**Exercise description**
Line by line, copy the material below exactly.

**Available data**

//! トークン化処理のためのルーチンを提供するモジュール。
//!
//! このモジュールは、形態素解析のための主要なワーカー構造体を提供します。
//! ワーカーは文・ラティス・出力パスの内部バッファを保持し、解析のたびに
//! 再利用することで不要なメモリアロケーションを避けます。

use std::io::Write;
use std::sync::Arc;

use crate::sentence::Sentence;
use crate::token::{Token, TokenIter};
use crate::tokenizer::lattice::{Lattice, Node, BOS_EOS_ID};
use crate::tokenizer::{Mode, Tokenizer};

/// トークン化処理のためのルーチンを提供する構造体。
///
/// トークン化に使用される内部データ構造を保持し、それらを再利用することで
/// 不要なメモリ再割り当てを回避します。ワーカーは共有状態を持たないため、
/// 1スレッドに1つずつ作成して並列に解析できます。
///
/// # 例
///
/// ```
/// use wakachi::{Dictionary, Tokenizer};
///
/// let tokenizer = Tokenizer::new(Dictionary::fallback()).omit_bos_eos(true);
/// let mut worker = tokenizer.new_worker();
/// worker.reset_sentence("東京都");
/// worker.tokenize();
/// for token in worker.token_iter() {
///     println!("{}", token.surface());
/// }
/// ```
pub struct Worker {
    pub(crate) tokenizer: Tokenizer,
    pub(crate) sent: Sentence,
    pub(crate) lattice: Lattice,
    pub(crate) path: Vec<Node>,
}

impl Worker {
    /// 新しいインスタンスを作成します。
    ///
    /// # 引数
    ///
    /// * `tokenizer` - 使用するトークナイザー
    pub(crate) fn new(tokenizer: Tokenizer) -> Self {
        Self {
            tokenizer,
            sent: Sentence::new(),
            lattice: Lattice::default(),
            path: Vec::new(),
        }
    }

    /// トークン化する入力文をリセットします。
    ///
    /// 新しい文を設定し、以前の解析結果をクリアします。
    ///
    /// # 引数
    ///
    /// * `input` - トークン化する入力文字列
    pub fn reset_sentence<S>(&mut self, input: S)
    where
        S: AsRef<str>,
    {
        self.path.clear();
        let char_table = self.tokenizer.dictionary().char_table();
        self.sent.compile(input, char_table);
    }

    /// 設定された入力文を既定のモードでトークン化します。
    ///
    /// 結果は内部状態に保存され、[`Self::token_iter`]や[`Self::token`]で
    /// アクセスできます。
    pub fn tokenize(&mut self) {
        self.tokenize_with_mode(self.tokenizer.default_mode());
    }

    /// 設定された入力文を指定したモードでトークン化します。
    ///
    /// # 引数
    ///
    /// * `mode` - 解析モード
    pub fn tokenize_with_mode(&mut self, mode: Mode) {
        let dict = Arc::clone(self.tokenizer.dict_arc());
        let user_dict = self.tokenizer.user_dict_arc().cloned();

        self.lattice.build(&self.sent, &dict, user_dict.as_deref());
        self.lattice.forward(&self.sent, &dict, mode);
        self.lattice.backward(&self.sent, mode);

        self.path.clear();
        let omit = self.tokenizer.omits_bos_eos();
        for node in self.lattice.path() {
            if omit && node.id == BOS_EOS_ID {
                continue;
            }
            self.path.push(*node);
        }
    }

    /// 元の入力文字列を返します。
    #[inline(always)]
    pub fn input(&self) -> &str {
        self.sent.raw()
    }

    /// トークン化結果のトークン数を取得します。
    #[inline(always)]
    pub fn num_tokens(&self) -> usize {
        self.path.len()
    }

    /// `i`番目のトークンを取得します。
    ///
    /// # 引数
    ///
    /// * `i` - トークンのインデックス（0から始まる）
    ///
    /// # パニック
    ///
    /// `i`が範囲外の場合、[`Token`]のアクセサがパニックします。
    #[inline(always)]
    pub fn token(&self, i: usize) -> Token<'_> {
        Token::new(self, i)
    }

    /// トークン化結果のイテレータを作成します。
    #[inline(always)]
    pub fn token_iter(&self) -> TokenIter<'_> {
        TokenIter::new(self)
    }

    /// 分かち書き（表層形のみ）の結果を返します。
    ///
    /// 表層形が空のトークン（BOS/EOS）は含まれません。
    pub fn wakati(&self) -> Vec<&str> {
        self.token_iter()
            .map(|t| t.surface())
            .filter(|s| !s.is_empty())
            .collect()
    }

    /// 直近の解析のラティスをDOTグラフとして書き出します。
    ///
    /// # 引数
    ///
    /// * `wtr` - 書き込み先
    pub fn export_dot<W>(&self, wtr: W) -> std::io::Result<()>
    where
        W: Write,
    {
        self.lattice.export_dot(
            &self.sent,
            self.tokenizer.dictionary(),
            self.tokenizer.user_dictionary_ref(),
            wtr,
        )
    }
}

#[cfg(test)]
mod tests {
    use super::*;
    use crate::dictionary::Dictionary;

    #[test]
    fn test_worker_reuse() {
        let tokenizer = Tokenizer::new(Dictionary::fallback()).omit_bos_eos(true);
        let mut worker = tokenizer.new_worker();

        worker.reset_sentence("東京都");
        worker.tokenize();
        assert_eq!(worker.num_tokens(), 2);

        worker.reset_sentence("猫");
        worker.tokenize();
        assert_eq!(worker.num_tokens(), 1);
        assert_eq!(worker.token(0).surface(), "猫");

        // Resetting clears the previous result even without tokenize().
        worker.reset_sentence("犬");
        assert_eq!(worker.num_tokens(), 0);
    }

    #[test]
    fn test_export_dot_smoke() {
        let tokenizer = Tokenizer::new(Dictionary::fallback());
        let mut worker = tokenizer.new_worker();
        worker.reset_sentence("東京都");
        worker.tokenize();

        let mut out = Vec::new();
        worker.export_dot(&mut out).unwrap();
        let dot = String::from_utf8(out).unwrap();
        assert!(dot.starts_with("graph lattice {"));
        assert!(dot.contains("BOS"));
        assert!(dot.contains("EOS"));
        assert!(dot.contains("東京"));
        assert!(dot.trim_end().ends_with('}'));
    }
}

**Task output**
//! トークン化処理のためのルーチンを提供するモジュール。
//!
//! このモジュールは、形態素解析のための主要なワーカー構造体を提供します。
//! ワーカーは文・ラティス・出力パスの内部バッファを保持し、解析のたびに
//! 再利用することで不要なメモリアロケーションを避けます。

use std::io::Write;
use std::sync::Arc;

use crate::sentence::Sentence;
use crate::token::{Token, TokenIter};
use crate::tokenizer::lattice::{Lattice, Node, BOS_EOS_ID};
use crate::tokenizer::{Mode, Tokenizer};

/// トークン化処理のためのルーチンを提供する構造体。
///
/// トークン化に使用される内部データ構造を保持し、それらを再利用することで
/// 不要なメモリ再割り当てを回避します。ワーカーは共有状態を持たないため、
/// 1スレッドに1つずつ作成して並列に解析できます。
///
/// # 例
///
/// ```
/// use wakachi::{Dictionary, Tokenizer};
///
/// let tokenizer = Tokenizer::new(Dictionary::fallback()).omit_bos_eos(true);
/// let mut worker = tokenizer.new_worker();
/// worker.reset_sentence("東京都");
/// worker.tokenize();
/// for token in worker.token_iter() {
///     println!("{}", token.surface());
/// }
/// ```
pub struct Worker {
    pub(crate) tokenizer: Tokenizer,
    pub(crate) sent: Sentence,
    pub(crate) lattice: Lattice,
    pub(crate) path: Vec<Node>,
}

impl Worker {
    /// 新しいインスタンスを作成します。
    ///
    /// # 引数
    ///
    /// * `tokenizer` - 使用するトークナイザー
    pub(crate) fn new(tokenizer: Tokenizer) -> Self {
        Self {
            tokenizer,
            sent: Sentence::new(),
            lattice: Lattice::default(),
            path: Vec::new(),
        }
    }

    /// トークン化する入力文をリセットします。
    ///
    /// 新しい文を設定し、以前の解析結果をクリアします。
    ///
    /// # 引数
    ///
    /// * `input` - トークン化する入力文字列
    pub fn reset_sentence<S>(&mut self, input: S)
    where
        S: AsRef<str>,
    {
        self.path.clear();
        let char_table = self.tokenizer.dictionary().char_table();
        self.sent.compile(input, char_table);
    }

    /// 設定された入力文を既定のモードでトークン化します。
    ///
    /// 結果は内部状態に保存され、[`Self::token_iter`]や[`Self::token`]で
    /// アクセスできます。
    pub fn tokenize(&mut self) {
        self.tokenize_with_mode(self.tokenizer.default_mode());
    }

    /// 設定された入力文を指定したモードでトークン化します。
    ///
    /// # 引数
    ///
    /// * `mode` - 解析モード
    pub fn tokenize_with_mode(&mut self, mode: Mode) {
        let dict = Arc::clone(self.tokenizer.dict_arc());
        let user_dict = self.tokenizer.user_dict_arc().cloned();

        self.lattice.build(&self.sent, &dict, user_dict.as_deref());
        self.lattice.forward(&self.sent, &dict, mode);
        self.lattice.backward(&self.sent, mode);

        self.path.clear();
        let omit = self.tokenizer.omits_bos_eos();
        for node in self.lattice.path() {
            if omit && node.id == BOS_EOS_ID {
                continue;
            }
            self.path.push(*node);
        }
    }

    /// 元の入力文字列を返します。
    #[inline(always)]
    pub fn input(&self) -> &str {
        self.sent.raw()
    }

    /// トークン化結果のトークン数を取得します。
    #[inline(always)]
    pub fn num_tokens(&self) -> usize {
        self.path.len()
    }

    /// `i`番目のトークンを取得します。
    ///
    /// # 引数
    ///
    /// * `i` - トークンのインデックス（0から始まる）
    ///
    /// # パニック
    ///
    /// `i`が範囲外の場合、[`Token`]のアクセサがパニックします。
    #[inline(always)]
    pub fn token(&self, i: usize) -> Token<'_> {
        Token::new(self, i)
    }

    /// トークン化結果のイテレータを作成します。
    #[inline(always)]
    pub fn token_iter(&self) -> TokenIter<'_> {
        TokenIter::new(self)
    }

    /// 分かち書き（表層形のみ）の結果を返します。
    ///
    /// 表層形が空のトークン（BOS/EOS）は含まれません。
    pub fn wakati(&self) -> Vec<&str> {
        self.token_iter()
            .map(|t| t.surface())
            .filter(|s| !s.is_empty())
            .collect()
    }

    /// 直近の解析のラティスをDOTグラフとして書き出します。
    ///
    /// # 引数
    ///
    /// * `wtr` - 書き込み先
    pub fn export_dot<W>(&self, wtr: W) -> std::io::Result<()>
    where
        W: Write,
    {
        self.lattice.export_dot(
            &self.sent,
            self.tokenizer.dictionary(),
            self.tokenizer.user_dictionary_ref(),
            wtr,
        )
    }
}

#[cfg(test)]
mod tests {
    use super::*;
    use crate::dictionary::Dictionary;

    #[test]
    fn test_worker_reuse() {
        let tokenizer = Tokenizer::new(Dictionary::fallback()).omit_bos_eos(true);
        let mut worker = tokenizer.new_worker();

        worker.reset_sentence("東京都");
        worker.tokenize();
        assert_eq!(worker.num_tokens(), 2);

        worker.reset_sentence("猫");
        worker.tokenize();
        assert_eq!(worker.num_tokens(), 1);
        assert_eq!(worker.token(0).surface(), "猫");

        // Resetting clears the previous result even without tokenize().
        worker.reset_sentence("犬");
        assert_eq!(worker.num_tokens(), 0);
    }

    #[test]
    fn test_export_dot_smoke() {
        let tokenizer = Tokenizer::new(Dictionary::fallback());
        let mut worker = tokenizer.new_worker();
        worker.reset_sentence("東京都");
        worker.tokenize();

        let mut out = Vec::new();
        worker.export_dot(&mut out).unwrap();
        let dot = String::from_utf8(out).unwrap();
        assert!(dot.starts_with("graph lattice {"));
        assert!(dot.contains("BOS"));
        assert!(dot.contains("EOS"));
        assert!(dot.contains("東京"));
        assert!(dot.trim_end().ends_with('}'));
    }
}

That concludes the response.